Libero arbitrio. Cosa vuol dire? Gli esseri umani fanno scelte libere o del tutto predeterminate dall’effetto congiunto della propria educazione e della propria genetica? Il tema è al centro non solo delle ricerche dei filosofi, ma anche di chi si occupa di intelligenza artificiale.
Non a caso, al 25esimo congresso mondiale della filosofia, che si è svolto la settimana scorsa a Roma, tra i nomi di maggior spicco figuravano Ye Zeng, esperto di etica dell’intelligenza artificiale, e David Chalmers, filosofo della mente che propone una concezione dualistica ma non cartesiana della coscienza.

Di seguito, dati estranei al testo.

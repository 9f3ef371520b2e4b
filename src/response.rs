//! Response snapshots and the synthetic responses served when the network fails.

use bytes::Bytes;
use chrono::{DateTime, Utc};
use serde::{Deserialize, Serialize};

use crate::request::Headers;

/// Header set on every locally constructed response.
pub const FALLBACK_HEADER: &str = "x-offline-fallback";

/// Where a response came from and how much of it is visible.
#[derive(Debug, Clone, Copy, PartialEq, Eq, Serialize, Deserialize)]
#[serde(rename_all = "lowercase")]
pub enum ResponseKind {
    /// Same-origin network response.
    Basic,
    /// Cross-origin response the client may inspect.
    Cors,
    /// Cross-origin `no-cors` response; status and body are not introspectable.
    Opaque,
    /// Network-level error response with no readable body.
    Error,
    /// Built locally by the proxy.
    Synthetic,
}

/// A fully buffered response.
///
/// Bodies are [`Bytes`], so `clone()` duplicates the snapshot without
/// copying the payload. A body read from the network is buffered once and the
/// caller and the store each get their own handle to it.
#[derive(Debug, Clone, PartialEq, Serialize, Deserialize)]
pub struct Response {
    pub status: u16,
    pub headers: Headers,
    #[serde(with = "body_base64")]
    pub body: Bytes,
    pub kind: ResponseKind,
    /// Final URL after redirects, when known.
    #[serde(default, skip_serializing_if = "Option::is_none")]
    pub url: Option<String>,
    /// Set by the store on write.
    #[serde(default, skip_serializing_if = "Option::is_none")]
    pub stored_at: Option<DateTime<Utc>>,
}

impl Response {
    pub fn new(status: u16, body: impl Into<Bytes>) -> Self {
        Self {
            status,
            headers: Headers::new(),
            body: body.into(),
            kind: ResponseKind::Basic,
            url: None,
            stored_at: None,
        }
    }

    pub fn with_header(mut self, name: &str, value: impl Into<String>) -> Self {
        self.headers.insert(name, value);
        self
    }

    pub fn with_kind(mut self, kind: ResponseKind) -> Self {
        self.kind = kind;
        self
    }

    pub fn with_url(mut self, url: impl Into<String>) -> Self {
        self.url = Some(url.into());
        self
    }

    /// `{"offline": true}` with a 200 status, for authoritative endpoints.
    pub fn offline_json() -> Self {
        Self::synthetic(200, r#"{"offline":true}"#, "application/json", "offline")
    }

    /// Plain 503 used when neither network nor store can answer.
    pub fn service_unavailable() -> Self {
        Self::synthetic(503, "Service Unavailable", "text/plain; charset=utf-8", "unavailable")
    }

    /// Plain 502 used when a passthrough request cannot reach the network.
    pub fn bad_gateway() -> Self {
        Self::synthetic(502, "Bad Gateway", "text/plain; charset=utf-8", "unreachable")
    }

    fn synthetic(status: u16, body: &'static str, content_type: &str, reason: &str) -> Self {
        Self::new(status, Bytes::from_static(body.as_bytes()))
            .with_kind(ResponseKind::Synthetic)
            .with_header("content-type", content_type)
            .with_header(FALLBACK_HEADER, reason)
    }

    pub fn is_success(&self) -> bool {
        (200..300).contains(&self.status)
    }

    /// Whether the body can be read. Error responses carry none.
    pub fn is_readable(&self) -> bool {
        self.kind != ResponseKind::Error
    }

    pub fn is_opaque(&self) -> bool {
        self.kind == ResponseKind::Opaque
    }

    pub fn is_synthetic(&self) -> bool {
        self.kind == ResponseKind::Synthetic
    }

    pub fn etag(&self) -> Option<&str> {
        self.headers.get("etag")
    }

    pub fn content_type(&self) -> Option<&str> {
        self.headers.get("content-type")
    }

    /// Bytes this entry accounts for in a store quota.
    pub fn size(&self) -> u64 {
        let headers: usize = self.headers.iter().map(|(k, v)| k.len() + v.len()).sum();
        (self.body.len() + headers) as u64
    }

    /// Body as UTF-8 text, lossy.
    pub fn text(&self) -> String {
        String::from_utf8_lossy(&self.body).into_owned()
    }
}

mod body_base64 {
    use base64::engine::general_purpose::STANDARD;
    use base64::Engine;
    use bytes::Bytes;
    use serde::{Deserialize, Deserializer, Serializer};

    pub fn serialize<S: Serializer>(body: &Bytes, serializer: S) -> Result<S::Ok, S::Error> {
        serializer.serialize_str(&STANDARD.encode(body))
    }

    pub fn deserialize<'de, D: Deserializer<'de>>(deserializer: D) -> Result<Bytes, D::Error> {
        let encoded = String::deserialize(deserializer)?;
        STANDARD
            .decode(encoded.as_bytes())
            .map(Bytes::from)
            .map_err(serde::de::Error::custom)
    }
}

Quella del libero arbitrio non è solo una delle domande che si incontrano nell’IA. È proprio LA domanda al centro della titanica sfida di realizzare oggetti intelligenti. Nello sforzo di creare “macchine autonome”, i ricercatori sono costretti a chiedersi: “Autonome da cosa?”. E allora, in un gioco costante di sottrazione, si cerca di scartare uno dopo l’altro gli strati della cipolla: il programmatore deve sparire il più possibile. La macchina deve imparare da esempi. Ma la configurazione, l’architettura, la dimensione della rete neurale capace di imparare chi le deve stabilire? Un progettista? Certo che no! E allora si va in cerca di un meccanismo evolutivo selettivo, che faccia convergere il sistema verso la soluzione più efficace. Ma questo meccanismo selettivo, costruito con reti genetiche, quanto assomiglia all’evoluzione di Darwin? Troppo poco! E allora gli interrogativi sulla definizione di una funzione che presidi la selezione senza la mano di un progettista. Ma allora vogliamo provare a far progettare il sistema da un modello generativo? E quanto è autonomo un modello generativo? Troppo poco! Perché riproduce i testi su cui è stato allenato. Non inventa niente!

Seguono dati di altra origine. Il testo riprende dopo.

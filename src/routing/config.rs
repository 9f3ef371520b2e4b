//! Routing predicates supplied by configuration.

use serde::{Deserialize, Serialize};

/// Hosts, paths and extensions the classifier matches against.
#[derive(Debug, Clone, PartialEq, Eq, Serialize, Deserialize)]
#[serde(default)]
pub struct RoutingConfig {
    /// Identity, token, session and storage hosts of the backing data service.
    /// A pattern matches the host itself and any subdomain of it.
    pub api_hosts: Vec<String>,
    /// Path prefixes treated as authoritative on any host (e.g. `/api/`).
    pub api_path_prefixes: Vec<String>,
    /// Font file extensions, without the dot.
    pub font_extensions: Vec<String>,
    /// Path fragments identifying icon-library stylesheets.
    pub icon_paths: Vec<String>,
    /// Script/style delivery networks.
    pub cdn_hosts: Vec<String>,
}

impl Default for RoutingConfig {
    fn default() -> Self {
        Self {
            api_hosts: vec![
                "firestore.googleapis.com".into(),
                "identitytoolkit.googleapis.com".into(),
                "securetoken.googleapis.com".into(),
                "firebasestorage.googleapis.com".into(),
                "firebaseinstallations.googleapis.com".into(),
            ],
            api_path_prefixes: Vec::new(),
            font_extensions: ["woff", "woff2", "ttf", "otf", "eot"]
                .iter()
                .map(|s| s.to_string())
                .collect(),
            icon_paths: vec![
                "@phosphor-icons".into(),
                "font-awesome".into(),
                "material-icons".into(),
                "bootstrap-icons".into(),
            ],
            cdn_hosts: vec![
                "cdn.tailwindcss.com".into(),
                "unpkg.com".into(),
                "cdn.jsdelivr.net".into(),
                "cdnjs.cloudflare.com".into(),
                "www.gstatic.com".into(),
                "fonts.googleapis.com".into(),
            ],
        }
    }
}

#[cfg(test)]
mod tests {
    use super::*;

    #[test]
    fn test_defaults_cover_font_extensions() {
        let cfg = RoutingConfig::default();
        for ext in ["woff", "woff2", "ttf", "otf", "eot"] {
            assert!(cfg.font_extensions.iter().any(|e| e == ext));
        }
    }

    #[test]
    fn test_partial_deserialize_keeps_defaults() {
        let cfg: RoutingConfig = serde_json::from_str(r#"{"api_path_prefixes": ["/api/"]}"#).unwrap();
        assert_eq!(cfg.api_path_prefixes, vec!["/api/"]);
        assert!(cfg.cdn_hosts.iter().any(|h| h == "unpkg.com"));
    }
}
//! Scripted network double shared by scenario tests.

use std::collections::HashMap;
use std::sync::atomic::{AtomicBool, Ordering};
use std::sync::{Arc, Mutex};

use async_trait::async_trait;
use url::Url;

use crate::error::NetworkError;
use crate::network::{FetchOptions, Network};
use crate::request::{Headers, ProxyRequest};
use crate::response::Response;

#[derive(Debug, Clone)]
pub(crate) struct RecordedCall {
    pub url: String,
    pub options: FetchOptions,
    pub headers: Headers,
}

/// Network whose answers are set per URL and which can be switched offline.
///
/// Unknown URLs answer 404. A request whose `if-none-match` equals the
/// route's `etag` answers 304.
pub(crate) struct StubNetwork {
    routes: Mutex<HashMap<String, Response>>,
    online: AtomicBool,
    calls: Mutex<Vec<RecordedCall>>,
}

impl StubNetwork {
    pub fn new() -> Arc<Self> {
        Arc::new(Self {
            routes: Mutex::new(HashMap::new()),
            online: AtomicBool::new(true),
            calls: Mutex::new(Vec::new()),
        })
    }

    pub fn serve(&self, url: &str, response: Response) {
        let url = Url::parse(url).unwrap().to_string();
        self.routes.lock().unwrap().insert(url, response);
    }

    pub fn set_online(&self, online: bool) {
        self.online.store(online, Ordering::SeqCst);
    }

    pub fn calls_to(&self, url: &str) -> usize {
        let url = Url::parse(url).unwrap().to_string();
        self.calls
            .lock()
            .unwrap()
            .iter()
            .filter(|c| c.url == url)
            .count()
    }

    pub fn last_call_to(&self, url: &str) -> Option<RecordedCall> {
        let url = Url::parse(url).unwrap().to_string();
        self.calls
            .lock()
            .unwrap()
            .iter()
            .rev()
            .find(|c| c.url == url)
            .cloned()
    }

    pub fn total_calls(&self) -> usize {
        self.calls.lock().unwrap().len()
    }
}

#[async_trait]
impl Network for StubNetwork {
    async fn fetch(
        &self,
        request: &ProxyRequest,
        options: FetchOptions,
    ) -> Result<Response, NetworkError> {
        if !self.online.load(Ordering::SeqCst) {
            return Err(NetworkError::Offline);
        }
        let url = request.url.to_string();
        self.calls.lock().unwrap().push(RecordedCall {
            url: url.clone(),
            options,
            headers: request.headers.clone(),
        });
        let route = self.routes.lock().unwrap().get(&url).cloned();
        match route {
            Some(resp) => {
                let not_modified = match (resp.etag(), request.headers.get("if-none-match")) {
                    (Some(etag), Some(wanted)) => etag == wanted,
                    _ => false,
                };
                if not_modified {
                    Ok(Response::new(304, "").with_url(url))
                } else {
                    Ok(resp.with_url(url))
                }
            }
            None => Ok(Response::new(404, "not found").with_url(url)),
        }
    }
}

A ogni passaggio, la domanda è sempre la stessa: come ricostruire il pensiero con le macchine? Un pensiero vero, non progettato dall’esterno. E questo ci costringe a chiederci: cosa contraddistingue il nostro pensiero? Dov’è che risiede la nostra mente? La coscienza è una “caratteristica emergente” di un sistema neurale complesso, come immaginano gran parte dei ricercatori dell’IA, oppure è un fenomeno separato dalla materialità diretta del nostro cervello, come diceva Cartesio (e ripropone ora Chalmers con qualche revisione)? Perché nel primo caso non possiamo che essere determinati nelle nostre azioni dalla nostra natura fisica, nel secondo invece pieghiamo la materia alla nostra volontà. Al nostro libero arbitrio, appunto. Ma c’è anche la terza via, quella che suggerisce per esempio il fisico Roger Penrose, secondo il quale la mente è qualcosa di materiale, sì, ma legata a fenomeni come la fisica quantistica che, implicando l’indeterminazione, lasciano abbastanza spazio per permettere la libertà. Ai fisici in generale sembra piacere questa idea, che mette insieme capra e cavoli. Ipotesi certamente affascinante.

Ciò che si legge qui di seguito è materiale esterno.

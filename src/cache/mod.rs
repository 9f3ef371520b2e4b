//! Versioned key→response stores with memory and disk backends.

pub mod backend;
pub mod disk;
pub mod health;
pub mod policy;
pub mod storage;

pub use backend::{MemoryBackend, StoreBackend, StoreEntries};
pub use disk::DiskBackend;
pub use health::StoreHealth;
pub use policy::CachePolicy;
pub use storage::{
    CacheStorage, MatchOptions, PopulationFailure, PopulationReport, Store, StoreSummary,
};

Ma insomma dove ha inizio l’intelligenza? Con la vita? E quando inizia la vita? A oggi, una definizione universalmente accettata di vita ancora non c’è. È con la vita che si accende la prima scintilla di volontà autonoma? Ed è questa la domanda sottostante della conferenza annuale della società della Artificial Life. Ho avuto il privilegio di partecipare all’edizione di quest’anno, che si è svolta dal 22 al 26 luglio a Copenhagen. Un evento strepitoso.
Impossibile citare tutte le cose interessanti, in ordine sparso e assolutamente parziale: il lavoro del gruppo di Takahide Yoshida, che ha integrato un robot umanoide con GPT-4; lo sciame di robot coristi delle Università di Namur e Bruxelles, le ricerca di Bert Chan di Google Deepmind e di Martin Biehl di Cross Compass sull’origine della volontà (Google Research e Springer), il Simsulator di Michael Finn dell’University of Western Australia (MIT), software che consente di simulare l’evoluzione di creature virtuali.
E ancora, l’affascinante lavoro di Seth Bullock sul rapporto tra intelligenza individuale e collettiva e la sua ricerca con Conor Houghton sull’origine del linguaggio, i modelli neuroevolutivi di Sebastian Risi e la sua squadra, il tuffo nella storia dell’idea delle macchine autonome di Tim Taylor, lo studio di Dylan Cope sul mimetismo come possibile scintilla comportamentale del linguaggio.
Viviamo in un tempo bellissimo, nel quale filosofia e scienze stanno ritrovando una composizione. Siamo distratti da tanti conflitti a ogni livello. Ma non abbiamo mai avuto tanti strumenti per capire qualcosa della natura umana come adesso. Speriamo che tra tanti conflitti, guerre identitarie e distopie imminenti ancora queste risposte ci interessino.